I am reducing my exposure to gold miner shares. This is after the 24% gain in the gold miner index (ticker GDX) since July 24 and my gold miner timing model going negative. The 6 month is now above 2 and the 1 year model is at 0.4, neither model is at "buy" levels. You will find the models updated for the latest data below. The latest 6-month model is now 2.12 and the 1-year model is 0.4.
I am most concerned with the that the 6- month model is now above 2. Historically, the odds appear against you when the indicator is at or above this level. The following is the historical returns on the Phily Gold/Silver Miner Index (ticker XAU) for various time period when this occurs.

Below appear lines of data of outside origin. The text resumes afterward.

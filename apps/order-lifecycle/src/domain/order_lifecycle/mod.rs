//! Order Lifecycle Bounded Context
//!
//! Folds a stream of execution reports into one state aggregate per root
//! order, tracking fills and completion across a parent and its children.
//!
//! # Key Concepts
//!
//! - **Order State**: Root order node plus last activity time, keyed by root order id
//! - **Fill Ledger**: Per-node map from fill id to quantity; replays are harmless
//! - **Completion**: FILLED once filled quantity (children included) meets expected quantity

pub mod aggregate;
pub mod errors;
pub mod repository;
pub mod services;
pub mod value_objects;

pub use aggregate::{OrderNode, OrderState};
pub use errors::{StoreError, ValidationError};
pub use repository::OrderStateStore;
pub use services::{
    CompletionEvaluator, EventClassifier, EventKind, NodeResolver, OrderLifecycleAggregator,
    OrderStateUpdater,
};
pub use value_objects::{
    ExecType, ExecutionReport, Fill, FillLogPolicy, OrderDefinition, OrderStatus,
};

1w | 3M | 6M | 1y | 2y | total | |
Avg | -1.51% | -1.86% | 0.57% | -2.38% | 15.48% | 16.31% |
Median | -0.87% | -2.17% | 0.80% | -3.45% | 15.18% | -4.05% |
Max | 10.22% | 23.58% | 28.47% | 44.44% | 65.55% | 137.59% |
Min | -14.26% | -23.71% | -26.82% | -64.56% | -19.15% | -29.84% |
St Dev | 5.0% | 11.1% | 14.4% | 25.8% | 20.4% | 45.6% |
Sharpe | -0.30 | -0.17 | 0.04 | -0.09 | 0.76 | 0.36 |
#>0 | 32 | 30 | 37 | 33 | 44 | 32 |
%>0 | 45.7% | 42.9% | 52.9% | 47.1% | 77.2% | 45.7% |
This compares to a buy and hold results of...

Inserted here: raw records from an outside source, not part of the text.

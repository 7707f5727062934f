//! Infrastructure Layer
//!
//! This module contains all adapters (implementations) for the ports defined
//! in the domain and application layers. Following hexagonal architecture:
//!
//! - **Driven Adapters (Outbound)**
//!   - `persistence/`: Order state store (in-memory)
//!   - `publisher/`: Downstream sinks (tracing log, stdout JSON lines)
//!
//! - **Driver Adapters (Inbound)**
//!   - `codec/`: JSON decoding of inbound records
//!   - `runtime/`: Partitioned worker pool feeding the use case

pub mod codec;
pub mod persistence;
pub mod publisher;
pub mod runtime;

1w | 3M | 6M | 1y | 2y | total | |
Avg | 0.28% | 3.07% | 6.41% | 13.98% | 30.62% | 57.36% |
Median | 0.27% | 2.14% | 4.74% | 13.33% | 29.82% | 30.56% |
Max | 25.37% | 89.59% | 88.09% | 151.78% | 203.74% | 270.67% |
Min | -30.86% | -62.22% | -62.18% | -64.56% | -50.89% | -31.67% |
St Dev | 5.4% | 15.1% | 21.6% | 27.5% | 32.5% | 75.1% |
Sharpe | 0.05 | 0.20 | 0.30 | 0.51 | 0.94 | 0.76 |
#>0 | 351 | 366 | 389 | 421 | 447 | 464 |
%>0 | 53.3% | 56.4% | 61.2% | 69.0% | 80.1% | 70.5% |
The timing mining is in a range when the performance of gold miner shares have performed significantly worse relative to the buy-and-hold scenario.

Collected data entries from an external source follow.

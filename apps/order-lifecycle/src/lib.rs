// Allow unwrap/expect in tests - tests should panic on unexpected errors
// Allow test-specific patterns and pedantic lints in test code
#![cfg_attr(
    test,
    allow(
        clippy::unwrap_used,
        clippy::expect_used,
        clippy::significant_drop_tightening,
        clippy::too_many_lines,
        clippy::needless_pass_by_value,
        clippy::items_after_statements
    )
)]

//! Order Lifecycle - Rust Core Library
//!
//! Folds a stream of execution reports into one lifecycle snapshot per root
//! order: definition, fills, children, and completion status.
//!
//! # Architecture (Clean Architecture + DDD + Hexagonal)
//!
//! ## Layers (inside → outside)
//!
//! - **Domain**: Core business logic
//!   - `order_lifecycle`: `OrderState` aggregate, fill ledger, completion, the fold
//!   - `shared`: Identifiers, quantities, prices, timestamps
//!
//! - **Application**: Use cases and orchestration
//!   - `ports`: `StatePublisherPort`
//!   - `use_cases`: `ProcessExecutionReport`
//!
//! - **Infrastructure**: Adapters (implementations)
//!   - `codec`: JSON records and state
//!   - `persistence`: Order state store (in-memory)
//!   - `publisher`: Log, stdout, and no-op sinks
//!   - `runtime`: Partitioned worker pool (per-key serialization)

#![forbid(unsafe_code)]
#![warn(missing_docs)]
#![warn(clippy::pedantic)]

// =============================================================================
// Clean Architecture Layers
// =============================================================================

/// Domain layer - Core business logic with no external dependencies.
pub mod domain;

/// Application layer - Use cases and port definitions.
pub mod application;

/// Infrastructure layer - Adapters and external integrations.
pub mod infrastructure;

// =============================================================================
// Cross-cutting
// =============================================================================

/// YAML configuration.
pub mod config;

/// Tracing subscriber setup.
pub mod telemetry;

// =============================================================================
// Re-exports
// =============================================================================

// Domain re-exports
pub use domain::order_lifecycle::{
    ExecType, ExecutionReport, Fill, FillLogPolicy, OrderLifecycleAggregator, OrderNode,
    OrderState, OrderStateStore, OrderStatus,
};
pub use domain::shared::{ExecId, OrderId, Price, Quantity, Timestamp};

// Application re-exports
pub use application::ports::{NoOpStatePublisher, StatePublisherPort};
pub use application::use_cases::{ProcessExecutionReportUseCase, ProcessingError};

// Infrastructure re-exports
pub use infrastructure::persistence::InMemoryOrderStateStore;
pub use infrastructure::runtime::PartitionedProcessor;
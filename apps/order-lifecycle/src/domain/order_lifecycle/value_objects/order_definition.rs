//! Definition fields carried by an order definition report.

use chrono::NaiveDate;

use super::ExecutionReport;
use crate::domain::shared::{ExecId, OrderId, Quantity, Timestamp};

/// The subset of an order definition report that describes the order itself.
#[derive(Debug, Clone, PartialEq, Eq)]
pub struct OrderDefinition {
    /// Order id.
    pub order_id: Option<OrderId>,
    /// Id of the definition report.
    pub msg_id: Option<ExecId>,
    /// Total quantity the order expects to fill.
    pub expected_quantity: Quantity,
    /// Trade date.
    pub trade_date: Option<NaiveDate>,
    /// Venue transaction time of the definition.
    pub transaction_time: Option<Timestamp>,
    /// Order currency.
    pub currency: Option<String>,
}

impl From<&ExecutionReport> for OrderDefinition {
    fn from(report: &ExecutionReport) -> Self {
        Self {
            order_id: report.order_id.clone(),
            msg_id: report.exec_id.clone(),
            expected_quantity: report.order_quantity,
            trade_date: report.trade_date,
            transaction_time: report.txn_time,
            currency: report.currency.clone(),
        }
    }
}
//! Order Lifecycle Aggregate

mod order_node;
mod order_state;

pub use order_node::OrderNode;
pub use order_state::OrderState;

This is even considering the potential for QE3 or QE to infinity. If you follow the money supply, a major component in the timing model, you would know that these figures are reported with a lag. Due to this lag, I have to estimate money supply figures for at least two weeks. I do this by using seasonal factors, the size of the Federal Reserve's balance sheet, and other time series relationships. Even assuming an increase of nearly $300 billion in money supply, or more than 3 standard event from current levels, the timing indicators would only be about flat on the 1-year model and a 1.4 on the 6-month model. A hold at best. To put the relationship into a deeper perspective, during the last two QE events, money supply growth accelerated but still took 6 or so months to reflect the increased size of Fed's balance sheet. In addition, gold miner shares increased during/following QE1 but declined in QE2/Operation twist. So, the idea that QE will automatically lead to higher gold miner stock prices is not necessarily set in stone.
This is not to say I am completely out of precious metal miners or gold. I am selling out the principal balances in my investments, but maintain positions representing past gains.